Copy out each line of the entries below in which the string "result" appears.

══════════════════════════════

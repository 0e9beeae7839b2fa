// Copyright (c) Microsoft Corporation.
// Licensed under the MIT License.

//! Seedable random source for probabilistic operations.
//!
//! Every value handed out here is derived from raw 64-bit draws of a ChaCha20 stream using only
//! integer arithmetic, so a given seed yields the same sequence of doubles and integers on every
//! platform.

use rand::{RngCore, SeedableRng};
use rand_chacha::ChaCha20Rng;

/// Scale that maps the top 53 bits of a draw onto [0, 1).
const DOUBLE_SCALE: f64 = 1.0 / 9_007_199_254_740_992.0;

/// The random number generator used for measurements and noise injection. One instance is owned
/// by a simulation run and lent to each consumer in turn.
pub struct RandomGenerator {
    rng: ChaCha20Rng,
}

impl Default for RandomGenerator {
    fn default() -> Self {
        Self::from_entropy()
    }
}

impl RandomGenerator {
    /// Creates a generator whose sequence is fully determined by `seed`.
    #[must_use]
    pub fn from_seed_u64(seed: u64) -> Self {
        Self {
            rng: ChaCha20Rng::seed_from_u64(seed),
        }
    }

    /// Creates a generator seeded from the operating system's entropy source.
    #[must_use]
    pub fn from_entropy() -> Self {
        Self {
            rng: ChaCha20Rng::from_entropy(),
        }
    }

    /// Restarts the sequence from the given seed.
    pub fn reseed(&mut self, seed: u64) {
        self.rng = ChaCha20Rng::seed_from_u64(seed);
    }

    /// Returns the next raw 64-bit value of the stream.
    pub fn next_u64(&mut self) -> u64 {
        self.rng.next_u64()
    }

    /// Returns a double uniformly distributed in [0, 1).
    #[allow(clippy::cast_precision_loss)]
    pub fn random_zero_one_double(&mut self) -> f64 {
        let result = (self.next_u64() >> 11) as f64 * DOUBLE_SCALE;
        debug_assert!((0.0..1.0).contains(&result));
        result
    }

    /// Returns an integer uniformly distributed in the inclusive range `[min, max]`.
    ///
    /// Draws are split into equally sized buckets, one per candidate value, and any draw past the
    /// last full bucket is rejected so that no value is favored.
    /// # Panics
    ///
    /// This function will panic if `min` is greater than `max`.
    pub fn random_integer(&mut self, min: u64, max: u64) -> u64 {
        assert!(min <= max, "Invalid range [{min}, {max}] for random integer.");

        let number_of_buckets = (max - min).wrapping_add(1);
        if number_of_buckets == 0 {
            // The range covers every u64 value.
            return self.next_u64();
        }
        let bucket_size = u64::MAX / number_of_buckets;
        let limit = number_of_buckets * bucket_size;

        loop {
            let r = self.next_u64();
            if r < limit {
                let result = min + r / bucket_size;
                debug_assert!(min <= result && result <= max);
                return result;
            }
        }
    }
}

══════════════════════════════

**Answer space**
        let result = (self.next_u64() >> 11) as f64 * DOUBLE_SCALE;
        debug_assert!((0.0..1.0).contains(&result));
        result
                let result = min + r / bucket_size;
                debug_assert!(min <= result && result <= max);
                return result;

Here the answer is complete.